[Items from a data source]
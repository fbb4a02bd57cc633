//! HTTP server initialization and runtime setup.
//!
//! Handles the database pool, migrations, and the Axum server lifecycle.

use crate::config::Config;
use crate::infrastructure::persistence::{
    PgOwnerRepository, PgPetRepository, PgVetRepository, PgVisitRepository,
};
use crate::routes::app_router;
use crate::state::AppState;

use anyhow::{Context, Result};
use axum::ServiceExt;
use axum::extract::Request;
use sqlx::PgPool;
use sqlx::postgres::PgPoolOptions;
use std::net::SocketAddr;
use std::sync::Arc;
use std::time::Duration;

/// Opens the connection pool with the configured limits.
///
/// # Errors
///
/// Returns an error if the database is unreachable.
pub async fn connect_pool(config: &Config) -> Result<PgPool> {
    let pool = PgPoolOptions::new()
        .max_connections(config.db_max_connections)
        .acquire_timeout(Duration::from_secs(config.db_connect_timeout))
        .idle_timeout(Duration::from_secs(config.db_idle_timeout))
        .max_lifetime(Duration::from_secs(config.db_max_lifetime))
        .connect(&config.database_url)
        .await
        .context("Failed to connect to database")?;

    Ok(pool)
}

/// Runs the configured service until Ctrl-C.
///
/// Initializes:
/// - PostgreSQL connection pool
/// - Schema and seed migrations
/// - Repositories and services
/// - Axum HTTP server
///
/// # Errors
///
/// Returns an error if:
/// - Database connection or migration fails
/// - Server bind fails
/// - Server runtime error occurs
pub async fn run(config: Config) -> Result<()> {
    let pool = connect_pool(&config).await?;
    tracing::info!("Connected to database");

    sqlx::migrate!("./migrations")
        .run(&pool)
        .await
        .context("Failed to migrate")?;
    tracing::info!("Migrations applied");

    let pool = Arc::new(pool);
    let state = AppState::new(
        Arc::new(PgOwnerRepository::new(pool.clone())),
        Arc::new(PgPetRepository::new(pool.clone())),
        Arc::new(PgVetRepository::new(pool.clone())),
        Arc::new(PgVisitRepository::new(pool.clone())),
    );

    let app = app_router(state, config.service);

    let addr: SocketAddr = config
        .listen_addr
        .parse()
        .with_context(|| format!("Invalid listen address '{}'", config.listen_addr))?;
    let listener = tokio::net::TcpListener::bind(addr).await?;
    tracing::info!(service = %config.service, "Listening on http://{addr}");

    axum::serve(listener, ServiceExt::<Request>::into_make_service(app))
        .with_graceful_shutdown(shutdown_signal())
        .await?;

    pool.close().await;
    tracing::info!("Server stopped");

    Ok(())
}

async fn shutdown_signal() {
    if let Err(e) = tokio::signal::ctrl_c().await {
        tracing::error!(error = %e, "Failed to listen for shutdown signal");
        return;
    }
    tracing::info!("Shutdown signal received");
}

==

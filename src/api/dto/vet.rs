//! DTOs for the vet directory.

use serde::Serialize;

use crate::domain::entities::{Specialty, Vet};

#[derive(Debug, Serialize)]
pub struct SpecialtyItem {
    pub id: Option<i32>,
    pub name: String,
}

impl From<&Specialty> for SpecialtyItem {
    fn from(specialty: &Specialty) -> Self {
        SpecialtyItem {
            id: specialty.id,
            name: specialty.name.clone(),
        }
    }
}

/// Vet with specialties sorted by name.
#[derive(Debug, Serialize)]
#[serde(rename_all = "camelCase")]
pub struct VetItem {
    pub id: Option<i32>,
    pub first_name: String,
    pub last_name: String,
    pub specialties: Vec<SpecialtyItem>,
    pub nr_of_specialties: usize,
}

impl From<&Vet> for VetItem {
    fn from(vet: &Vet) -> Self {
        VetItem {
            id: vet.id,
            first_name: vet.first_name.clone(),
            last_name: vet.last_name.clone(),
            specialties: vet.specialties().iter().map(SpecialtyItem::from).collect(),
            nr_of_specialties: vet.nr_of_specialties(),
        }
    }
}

• Problem to solve
Go through the entries and return each line where the word "SpecialtyItem" appears.

• Answer to this exercise
pub struct SpecialtyItem {
impl From<&Specialty> for SpecialtyItem {
        SpecialtyItem {
    pub specialties: Vec<SpecialtyItem>,
            specialties: vet.specialties().iter().map(SpecialtyItem::from).collect(),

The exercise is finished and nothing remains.